What to produce => Go through each line of the records below and count those with the word "contracts". Give only the count.

[Stored data]
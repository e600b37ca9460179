use super::endpoints::{Endpoint, Method};
use super::error::ApiError;
use crate::shared::api_utils::{api_url, auth_header};
use contracts::shared::envelope::is_failure;
use contracts::shared::list_query::ListQuery;
use gloo_net::http::{Request, RequestBuilder};
use serde::Serialize;
use serde_json::Value;

/// One call against an [`Endpoint`].
///
/// ```ignore
/// let body = NetworkManager::new(api::FARMER_LIST_GET)
///     .with_id(&list_id)
///     .call()
///     .await?;
/// ```
#[derive(Debug, Clone)]
pub struct NetworkManager {
    endpoint: Endpoint,
    path_params: Vec<(String, String)>,
}

/// Substitute `:name` path segments; values are percent-encoded
pub fn resolve_path(path: &str, params: &[(String, String)]) -> String {
    path.split('/')
        .map(|segment| match segment.strip_prefix(':') {
            Some(name) => params
                .iter()
                .find(|(k, _)| k == name)
                .map(|(_, v)| urlencoding::encode(v).into_owned())
                .unwrap_or_else(|| segment.to_string()),
            None => segment.to_string(),
        })
        .collect::<Vec<_>>()
        .join("/")
}

fn builder(method: Method, url: &str) -> RequestBuilder {
    let builder = match method {
        Method::Get => Request::get(url),
        Method::Post => Request::post(url),
        Method::Put => Request::put(url),
        Method::Patch => Request::patch(url),
        Method::Delete => Request::delete(url),
    };
    with_auth(builder)
}

pub(super) fn with_auth(builder: RequestBuilder) -> RequestBuilder {
    match auth_header() {
        Some(header) => builder.header("Authorization", &header),
        None => builder,
    }
}

impl NetworkManager {
    pub fn new(endpoint: Endpoint) -> Self {
        Self {
            endpoint,
            path_params: Vec::new(),
        }
    }

    pub fn with_param(mut self, name: &str, value: &str) -> Self {
        self.path_params.push((name.to_string(), value.to_string()));
        self
    }

    pub fn with_id(self, id: &str) -> Self {
        self.with_param("id", id)
    }

    pub fn url(&self, params: Option<&ListQuery>) -> String {
        let path = resolve_path(self.endpoint.path, &self.path_params);
        let query = params.map(ListQuery::to_query_string).unwrap_or_default();
        if query.is_empty() {
            api_url(&path)
        } else {
            format!("{}?{}", api_url(&path), query)
        }
    }

    /// Send the request and return the raw JSON body.
    ///
    /// Non-2xx responses and 2xx bodies carrying an explicit failure flag
    /// become errors; every other body is returned as is for the caller to
    /// probe.
    pub async fn request<B: Serialize>(
        &self,
        body: Option<&B>,
        params: Option<&ListQuery>,
    ) -> Result<Value, ApiError> {
        let url = self.url(params);
        log::debug!("{:?} {}", self.endpoint.method, url);

        let builder = builder(self.endpoint.method, &url);
        let request = match body {
            Some(body) => builder.json(body)?,
            None => builder.build()?,
        };
        let response = request.send().await.map_err(|e| {
            log::warn!("{} failed: {}", url, e);
            ApiError::from(e)
        })?;

        let status = response.status();
        let json = response.json::<Value>().await.ok();
        if !response.ok() {
            log::warn!("{} returned {}", url, status);
            return Err(ApiError::from_response(status, json.as_ref()));
        }

        let json = json.unwrap_or(Value::Null);
        if is_failure(&json) {
            log::warn!("{} rejected the request", url);
            return Err(ApiError::rejected(&json));
        }
        Ok(json)
    }

    /// GET-style call with list parameters
    pub async fn fetch(&self, params: &ListQuery) -> Result<Value, ApiError> {
        self.request::<()>(None, Some(params)).await
    }

    /// Call with a JSON body
    pub async fn send<B: Serialize>(&self, body: &B) -> Result<Value, ApiError> {
        self.request(Some(body), None).await
    }

    /// Call without body or parameters
    pub async fn call(&self) -> Result<Value, ApiError> {
        self.request::<()>(None, None).await
    }
}

#[cfg(test)]
mod tests {
    use super::*;

    #[test]
    fn test_resolve_path() {
        let params = vec![("id".to_string(), "64b7f0c2".to_string())];
        assert_eq!(
            resolve_path("/api/agri-sales-orders/:id/accept", &params),
            "/api/agri-sales-orders/64b7f0c2/accept"
        );
        assert_eq!(resolve_path("/api/farmers", &params), "/api/farmers");
    }

    #[test]
    fn test_resolve_path_encodes_values() {
        let params = vec![("id".to_string(), "a b/c".to_string())];
        assert_eq!(resolve_path("/api/x/:id", &params), "/api/x/a%20b%2Fc");
    }
}
pub mod api;
pub mod view;

pub use view::{FarmerCampaignModal, SendCampaignPage};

Expected output => 2